Oltre a Mona, non mancano i bambini che hanno perso entrambi i genitori, per loro però non ci son strutture specifiche perché vengono presi in custodia dai familiari più vicini. Al momento non esiste quindi né un orfanotrofio, né un censimento ufficiale di quanti orfani siriani abbia prodotto questo conflitto che conta oltre 30.000 vittime dall’inizio delle rivolte, del 15 marzo del 2011. Su questo equivoco stanno nascendo gruppi di dubbia provenienza che raccolgono denaro per “gli orfani siriani”. Il modo più sicuro per fare donazioni, quindi, è procedere attraverso le organizzazioni note che utilizzano i fondi per i bambini, tutti, e non solo per quelli senza genitori. Oppure fidarsi delle Ong internazionali che operavano con gli orfani in Siria prima della guerra, anche se ora sono state quasi tutte costrette a cessare le proprie attività o a lasciare il Paese. Ad essere ancora attive a Damasco sono le agenzie Onu che lavorano con i rifugiati (in larghissima parte palestinesi ed iracheni) e Terres des Hommes, TdH, che si sta concentrando principalmente nell’assistenza dei più piccoli, provvedendo soprattutto latte e pannolini. Operazioni affatto semplici in un contesto di guerra dove fabbriche chiuse e strade distrutte rendono i rifornimenti delle città sempre più difficili.

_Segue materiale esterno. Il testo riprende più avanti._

//! The alpha compositor.
//!
//! Takes R, G, B from a color image and alpha from the luminance of a mask
//! image, stretching the mask to the color image's size when they differ.

use crate::error::{CompositorError, Result};
use alphamerge_io::ImageData;
use alphamerge_ops::{Filter, channels, luma, resize};
use std::path::{Path, PathBuf};
use tracing::{debug, info};

/// File name written when only an output directory is given.
pub const DEFAULT_OUTPUT_NAME: &str = "image_avec_canal_alpha.png";

/// Returns `dir/`[`DEFAULT_OUTPUT_NAME`].
pub fn default_output_path<P: AsRef<Path>>(dir: P) -> PathBuf {
    dir.as_ref().join(DEFAULT_OUTPUT_NAME)
}

/// Options for [`AlphaCompositor`].
///
/// # Example
///
/// ```rust
/// use alphamerge::{AlphaCompositor, ComposeOptions, Filter};
///
/// let compositor = AlphaCompositor::with_options(ComposeOptions {
///     filter: Filter::Bilinear,
/// });
/// assert_eq!(compositor.options().filter, Filter::Bilinear);
/// ```
#[derive(Debug, Clone, Default)]
pub struct ComposeOptions {
    /// Filter used when the mask must be resampled. Default: Lanczos3.
    pub filter: Filter,
}

/// Merges a color image with a luminance mask into an RGBA PNG.
///
/// Holds only options, so one instance can serve concurrent calls on
/// different paths.
#[derive(Debug, Clone, Default)]
pub struct AlphaCompositor {
    options: ComposeOptions,
}

impl AlphaCompositor {
    /// Creates a compositor with default options.
    pub fn new() -> Self {
        Self::with_options(ComposeOptions::default())
    }

    /// Creates a compositor with the given options.
    pub fn with_options(options: ComposeOptions) -> Self {
        Self { options }
    }

    /// Returns the active options.
    pub fn options(&self) -> &ComposeOptions {
        &self.options
    }

    /// Composites `color_path` and `mask_path` and writes the PNG to
    /// `output_path`, replacing any existing file.
    ///
    /// Nothing is written unless both inputs decode. The output is staged
    /// in the destination directory and renamed into place, so a failed
    /// write leaves the previous file (if any) intact.
    pub fn compose<C, M, O>(&self, color_path: C, mask_path: M, output_path: O) -> Result<()>
    where
        C: AsRef<Path>,
        M: AsRef<Path>,
        O: AsRef<Path>,
    {
        let output_path = output_path.as_ref();
        let composite = self.composite(color_path, mask_path)?;

        alphamerge_io::write_png(output_path, &composite)
            .map_err(|e| CompositorError::write(output_path, e))?;

        info!(
            output = %output_path.display(),
            width = composite.width,
            height = composite.height,
            "wrote composite"
        );
        Ok(())
    }

    /// Builds the composite in memory without writing anything.
    ///
    /// The result is 8-bit RGBA with the color image's dimensions.
    pub fn composite<C, M>(&self, color_path: C, mask_path: M) -> Result<ImageData>
    where
        C: AsRef<Path>,
        M: AsRef<Path>,
    {
        let color_path = color_path.as_ref();
        let mask_path = mask_path.as_ref();

        let color =
            alphamerge_io::read(color_path).map_err(|e| CompositorError::decode(color_path, e))?;
        let mut rgba =
            channels::to_rgba8(&color).map_err(|e| CompositorError::decode(color_path, e))?;
        let (width, height) = color.dimensions();
        debug!(path = %color_path.display(), width, height, channels = color.channels, "loaded color image");

        let mask =
            alphamerge_io::read(mask_path).map_err(|e| CompositorError::decode(mask_path, e))?;
        let mut alpha = luma::to_luma8(&mask).map_err(|e| CompositorError::decode(mask_path, e))?;
        debug!(path = %mask_path.display(), width = mask.width, height = mask.height, channels = mask.channels, "loaded mask");

        if mask.dimensions() != (width, height) {
            debug!(
                from = ?mask.dimensions(),
                to = ?(width, height),
                filter = %self.options.filter,
                "resampling mask"
            );
            alpha = resize::resize_plane_u8(
                &alpha,
                mask.width as usize,
                mask.height as usize,
                width as usize,
                height as usize,
                self.options.filter,
            )
            .map_err(|e| CompositorError::decode(mask_path, e))?;
        }

        channels::substitute_alpha(&mut rgba, &alpha)
            .map_err(|e| CompositorError::decode(mask_path, e))?;

        Ok(ImageData::from_u8(width, height, 4, rgba))
    }
}

/// Composites with default options. See [`AlphaCompositor::compose`].
///
/// # Example
///
/// ```rust,ignore
/// alphamerge::compose("photo.jpg", "matte.png", "out/cutout.png")?;
/// ```
pub fn compose<C, M, O>(color_path: C, mask_path: M, output_path: O) -> Result<()>
where
    C: AsRef<Path>,
    M: AsRef<Path>,
    O: AsRef<Path>,
{
    AlphaCompositor::new().compose(color_path, mask_path, output_path)
}

#[cfg(test)]
mod tests {
    use super::*;

    fn save(path: &Path, w: u32, h: u32, channels: u32, data: Vec<u8>) {
        alphamerge_io::write_png(path, &ImageData::from_u8(w, h, channels, data)).unwrap();
    }

    #[test]
    fn test_default_output_path() {
        assert_eq!(
            default_output_path("/tmp/out"),
            Path::new("/tmp/out/image_avec_canal_alpha.png")
        );
    }

    #[test]
    fn test_same_size_replaces_alpha() {
        let dir = tempfile::tempdir().unwrap();
        let color = dir.path().join("color.png");
        let mask = dir.path().join("mask.png");
        save(&color, 2, 1, 4, vec![10, 20, 30, 40, 50, 60, 70, 80]);
        save(&mask, 2, 1, 1, vec![0, 255]);

        let out = AlphaCompositor::new().composite(&color, &mask).unwrap();
        assert_eq!(out.dimensions(), (2, 1));
        assert_eq!(out.channels, 4);
        assert_eq!(out.to_u8(), vec![10, 20, 30, 0, 50, 60, 70, 255]);
    }

    #[test]
    fn test_rgb_mask_uses_luminance() {
        let dir = tempfile::tempdir().unwrap();
        let color = dir.path().join("color.png");
        let mask = dir.path().join("mask.png");
        save(&color, 1, 1, 3, vec![1, 2, 3]);
        save(&mask, 1, 1, 3, vec![255, 0, 0]);

        let out = AlphaCompositor::new().composite(&color, &mask).unwrap();
        assert_eq!(out.to_u8(), vec![1, 2, 3, 76]);
    }

    #[test]
    fn test_mask_resampled_to_color_size() {
        let dir = tempfile::tempdir().unwrap();
        let color = dir.path().join("color.png");
        let mask = dir.path().join("mask.png");
        save(&color, 6, 4, 3, vec![9; 6 * 4 * 3]);
        save(&mask, 3, 9, 1, vec![200; 3 * 9]);

        let out = AlphaCompositor::with_options(ComposeOptions { filter: Filter::Bicubic })
            .composite(&color, &mask)
            .unwrap();
        assert_eq!(out.dimensions(), (6, 4));
        assert!(out.to_u8().chunks_exact(4).all(|px| px == [9, 9, 9, 200]));
    }

    #[test]
    fn test_missing_mask_is_decode_error() {
        let dir = tempfile::tempdir().unwrap();
        let color = dir.path().join("color.png");
        let mask = dir.path().join("nope.png");
        let out = dir.path().join("out.png");
        save(&color, 1, 1, 3, vec![0, 0, 0]);

        let err = compose(&color, &mask, &out).unwrap_err();
        assert!(err.is_decode());
        assert_eq!(err.path(), mask.as_path());
        assert!(!out.exists());
    }

    #[test]
    fn test_missing_output_dir_is_write_error() {
        let dir = tempfile::tempdir().unwrap();
        let color = dir.path().join("color.png");
        save(&color, 1, 1, 3, vec![0, 0, 0]);
        let out = dir.path().join("missing").join("out.png");

        let err = compose(&color, &color, &out).unwrap_err();
        assert!(err.is_write());
        assert_eq!(err.path(), out.as_path());
    }

    #[test]
    fn test_compositor_is_shareable() {
        fn assert_send_sync<T: Send + Sync>() {}
        assert_send_sync::<AlphaCompositor>();
    }
}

Anche per questo fuggono i siriani. «Sono venuta qui perché a Qusair non c’era più niente e poi non volevo far perdere l’anno scolastico ai miei figli – spiega una donna in fila per le medicine al Zahara Hospital di Tripoli -. È da marzo scorso che non vanno a lezione. La loro scuola è diventata una base militare».
Secondo i dati ufficiali sono solo 7000 i bambini siriani iscritti nelle scuole pubbliche libanesi ovvero una minima parte di quelli presenti nel paese. La metà del numero totale degli oltre 100mila profughi, infatti, è rappresentata da minori, si fa presto a capire quindi che il tasso della dispersione scolastica è davvero significativo. I bambini non registrati presso l’Unhcr, inoltre, non possono frequentare le scuole pubbliche, in alternativa i genitori li iscrivono in scuole private islamiche totalmente gratuite. Si tratta di corsi messi a disposizione sia da gruppi politici, come i Fratelli Musulmani, che da organizzazioni umanitarie come il Syrian refugees cordination, associazione che dipende finanziariamente dal Consiglio nazionale siriano, il principale organo dell’opposizione all’estero. Le lezioni si svolgono nel pomeriggio e durante il fine settimana seguendo un sistema di turnazione che divide gli ospiti dagli autoctoni. Ai bambini siriani vengono dati i vecchi libri di sempre, ma epurati delle pagine dove appare la propaganda di regime. Via quindi le foto del presidente Bashar al Assad e i testi delle canzoni che lo glorificano. Oltre le questioni ideologiche, il vero scoglio del sistema scolastico libanese sembra essere l’uso della lingua francese, che i bambini siriani non conoscono. Seppure non mancano modelli di integrazione, come ad Arsal, dove bambini libanesi e siriani vanno in classe insieme.